The economic hardship is causing people to lose hope and this “gloomy environment brings out the negative energy and some individuals are becoming very hostile”, Rbeihat said.
"My feeling is that today our society has reached an anomie stage and the norms are no longer respected,” according to Rbeihat.
“It is clear that people are not happy and the level of tension is very high and leading to an increase in violent actions and criminal behaviour,” Rbeihat noted.
That is why, he said, “we are witnessing new forms of crimes in which parents are murdering their children because they are causing them economic hardship, thinking that this would be an alternative to reduce the responsibility they are facing”.
Secretary General of the National Council for Family Affairs Mohammad Miqdadi had said in a recent interview that the Kingdom is witnessing an increase in crime incidents within families.
In 2019, Miqdadi told The Jordan Times, the reported cases were around 10,000, but recently, the reported “cases are estimated to be 14,000”.

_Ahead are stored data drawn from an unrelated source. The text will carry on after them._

use std::{convert::Infallible, io, path::PathBuf};

use shell_escape::unix::escape;
use tracing::{debug, error, info, warn};

use crate::{
    config::Settings,
    error::{Error, Result},
    ftp::{self, Connector, FtpSession, upload_file},
    machine::{Decision, ExitStatus, Machine},
    mirror::{MirrorReport, mirror},
    prompt::{Operator, Prompt},
    runner::ErrorPolicy,
    utils::{create_dir, find_torrents},
};

/// Stops the torrent client left seeding in the VM.
pub const KILL_TORRENT_CLIENT: &str = "sudo pkill -f transmission-cli";

/// clamscan exit code meaning "infected files found".
const VIRUS_FOUND: i32 = 1;

/// How a workflow run ends: exit status plus what to do with the VM.
#[derive(Clone, Copy, Debug, PartialEq, Eq)]
pub struct Finish {
    pub status: ExitStatus,
    pub decision: Decision,
}

impl Finish {
    fn success() -> Self {
        Self {
            status: ExitStatus::Success,
            decision: Decision::Ask,
        }
    }

    fn failure() -> Self {
        Self {
            status: ExitStatus::Failure,
            decision: Decision::Ask,
        }
    }
}

/// Command starting a download of `descriptor` (already uploaded into
/// `remote_data_path`) as the FTP user, so the result is readable over FTP.
pub fn torrent_start_command(
    ftp_user: &str,
    remote_data_path: &str,
    descriptor: &str,
    peer_port: Option<u16>,
) -> String {
    let descriptor_path = escape(format!("{remote_data_path}/{descriptor}").into());
    let port = peer_port.map(|p| format!(" -p {p}")).unwrap_or_default();
    format!(
        "sudo -u {ftp_user} transmission-cli{port} -u 0 -w {remote_data_path} {descriptor_path}"
    )
}

/// Recursive scan reporting infected files only, at the lowest CPU priority.
pub fn scan_command(remote_data_path: &str) -> String {
    format!("sudo nice -n 19 clamscan -r -i {remote_data_path}")
}

/// Ask for the forwarded peer port until the answer is blank or a valid port.
pub fn ask_peer_port(prompt: &mut dyn Prompt) -> io::Result<Option<u16>> {
    loop {
        let answer = prompt.ask("Peer port (blank for none):")?;
        let answer = answer.trim();
        if answer.is_empty() {
            return Ok(None);
        }
        match answer.parse::<u16>() {
            Ok(port) if port > 0 => return Ok(Some(port)),
            _ => warn!("Invalid port '{answer}'. Please try again or exit via Ctrl-C."),
        }
    }
}

/// Run the whole workflow and exit the program.
pub async fn run(settings: Settings, operator: Operator) -> Infallible {
    let connector = settings.ftp.clone();
    let mut machine = Machine::new(settings.machine.clone(), operator);
    let finish = execute(&settings, connector, &mut machine).await;
    machine.exit(finish.status, finish.decision).await
}

/// Every workflow step up to, but not including, the exit routine.
///
/// Steps that fail with [`ErrorPolicy::Exit`] still leave the program from
/// inside [`Machine::run`].
pub async fn execute<C>(settings: &Settings, connector: C, machine: &mut Machine) -> Finish
where
    C: Connector + Clone + Send + 'static,
    C::Session: 'static,
{
    greet(machine.operator());

    if machine.up().await.is_err() {
        return Finish::failure();
    }

    let torrents = match find_torrents(&settings.torrent_files_dir) {
        Ok(torrents) => torrents,
        Err(e) => {
            error!("Could not read {:?}: {e}", settings.torrent_files_dir);
            return Finish::failure();
        }
    };
    if torrents.is_empty() {
        warn!(
            "No .torrent files in {:?}, nothing to download",
            settings.torrent_files_dir
        );
        return Finish::success();
    }

    let mut peer_port = settings.peer_port;
    if machine.operator().is_interactive() {
        match confirm_downloads(machine.operator(), &torrents) {
            Ok(true) => {}
            Ok(false) => return Finish::success(),
            Err(e) => {
                error!("No answer to download question: {e}");
                return Finish::failure();
            }
        }
        match ask_peer_port(machine.operator().prompt()) {
            Ok(port) => peer_port = port.or(settings.peer_port),
            Err(e) => {
                error!("No answer to peer port question: {e}");
                return Finish::failure();
            }
        }
    }

    info!("Uploading torrent file(s) via FTP...");
    let session = match open_session(&connector, settings, None).await {
        Ok(session) => session,
        Err(e) => {
            error!("{e}");
            return Finish::failure();
        }
    };
    let (session, descriptors) = match upload_torrents(session, torrents).await {
        Ok(uploaded) => uploaded,
        Err(e) => {
            error!("{e}");
            return Finish::failure();
        }
    };
    info!("All torrents moved to the VM via FTP");

    let total = descriptors.len();
    for (index, descriptor) in descriptors.iter().enumerate() {
        info!("Starting download {} of {total}: {descriptor}", index + 1);
        let command = torrent_start_command(
            &settings.ftp.user,
            &settings.remote_data_path,
            descriptor,
            peer_port,
        );
        if machine
            .exec(&command, settings.download_timeout, ErrorPolicy::Exit)
            .await
            .is_err()
        {
            return Finish::failure();
        }
        info!("Download complete");

        info!("Killing transmission-cli process...");
        // Not fatal: stopping at the sentinel closes the remote shell, which
        // usually takes the client with it, and pkill exits 1 when nothing
        // matched.
        if let Err(e) = machine
            .exec(KILL_TORRENT_CLIENT, None, ErrorPolicy::Return)
            .await
        {
            warn!("Torrent client was not stopped cleanly: {e}");
        }
    }
    info!("All downloads complete");

    info!("Scanning downloaded files with ClamAV...");
    let scan = scan_command(&settings.remote_data_path);
    match machine.exec(&scan, None, ErrorPolicy::Return).await {
        Ok(_) => info!("All files passed virus scan"),
        Err(e) => {
            if e.exit_code() == Some(VIRUS_FOUND) {
                error!("VIRUS DETECTED! Aborting and destroying VM.");
            } else {
                error!("Virus scan did not complete ({e}). Aborting and destroying VM.");
            }
            return Finish {
                status: ExitStatus::Failure,
                decision: Decision::Destroy,
            };
        }
    }

    if let Err(e) = create_dir("downloads", &settings.local_downloads_dir) {
        error!(
            "Could not create {:?}: {e}",
            settings.local_downloads_dir
        );
        return Finish::failure();
    }

    info!("Retrieving clean files from VM...");
    // The upload connection has usually timed out during the downloads.
    let session = match open_session(&connector, settings, Some(session)).await {
        Ok(session) => session,
        Err(e) => {
            error!("{e}");
            return Finish::failure();
        }
    };
    let report = match retrieve(
        session,
        settings.ftp_user_remote_data_path.clone(),
        settings.local_downloads_dir.clone(),
    )
    .await
    {
        Ok(report) => report,
        Err(e) => {
            error!("{e}");
            return Finish::failure();
        }
    };

    if report.is_clean() {
        info!(
            "All files retrieved successfully ({} files, {} bytes)",
            report.files, report.bytes
        );
    } else {
        warn!(
            "Retrieved {} files; {} entries could not be retrieved",
            report.files,
            report.failures.len()
        );
    }

    Finish::success()
}

fn greet(operator: &mut Operator) {
    if !operator.is_interactive() {
        info!("Non-interactive mode");
        return;
    }
    match operator.prompt().ask("Enter your name:") {
        Ok(name) => operator
            .prompt()
            .say(&format!("Enjoy the downloads, {}.", name.trim())),
        Err(e) => debug!("No name given: {e}"),
    }
}

fn confirm_downloads(operator: &mut Operator, torrents: &[PathBuf]) -> io::Result<bool> {
    operator
        .prompt()
        .say("Do you want to continue with downloading the following?");
    for torrent in torrents {
        let name = torrent.file_name().unwrap_or_default().to_string_lossy();
        operator.prompt().say(&format!("  - {name}"));
    }
    operator.confirm("Enter your answer (y/n):")
}

/// FTP calls block, so they run on the blocking pool.
async fn blocking<T, F>(f: F) -> Result<T>
where
    F: FnOnce() -> Result<T> + Send + 'static,
    T: Send + 'static,
{
    tokio::task::spawn_blocking(f)
        .await
        .map_err(|e| Error::Io(io::Error::other(e)))?
}

async fn open_session<C>(
    connector: &C,
    settings: &Settings,
    prior: Option<C::Session>,
) -> Result<C::Session>
where
    C: Connector + Clone + Send + 'static,
    C::Session: 'static,
{
    let connector = connector.clone();
    let policy = settings.retry.clone();
    blocking(move || ftp::connect(&connector, &policy, prior)).await
}

/// Upload every descriptor into the FTP user's home. Returns the session and
/// the uploaded file names, in upload order.
async fn upload_torrents<S>(mut session: S, torrents: Vec<PathBuf>) -> Result<(S, Vec<String>)>
where
    S: FtpSession + 'static,
{
    blocking(move || {
        let mut names = Vec::with_capacity(torrents.len());
        for path in &torrents {
            let name = path
                .file_name()
                .unwrap_or_default()
                .to_string_lossy()
                .into_owned();
            info!("Uploading {path:?}...");
            upload_file(&mut session, path, &name)?;
            info!("Uploaded {name}");
            names.push(name);
        }
        Ok((session, names))
    })
    .await
}

async fn retrieve<S>(mut session: S, remote_root: String, local_root: PathBuf) -> Result<MirrorReport>
where
    S: FtpSession + 'static,
{
    blocking(move || {
        let report = mirror(&mut session, &remote_root, &local_root);
        if let Err(e) = session.close() {
            debug!("Ignoring error while closing FTP session: {e}");
        }
        Ok(report)
    })
    .await
}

“There are many factors that are contributing to this increase, including poverty, unemployment, drug abuse, psychological problems and the surrounding social environment,” according to Miqdadi.
Sociologist Hussein Al Khozahe told The Jordan Times that the recent wave of murders is the result of what he described as “barricaded families”.
“No outsiders are allowed to interfere or solve problems within families and the father or male guardians are usually the ones with the final say in everything,” Khozahe said.
At the same time, Khozahe told The Jordan Times, the role of “male members within the families is magnified and the feel that they can do whatever they want with their family members and this includes harming or murdering them”.
“Since no one is allowed to interfere and problems are not addressed properly or quickly, it causes the situation to become more complicated and this might lead to murders,” according to Khozahe.
On a social level, the sociologist said the society lacks proper dialogue and “no one is willing to accept of respect the opinion of others”.
Instead, he added, “some individuals prefer to take the law into their own hands and are not willing to wait for justice to take its course”.   
Khozahe said that improving the economic condition for Jordanians would work as a factor in reducing crime in general.
“The solution is to adopt new policies that are directed at improving the wellbeing and happiness of the Jordanian people,” added Rbeihat.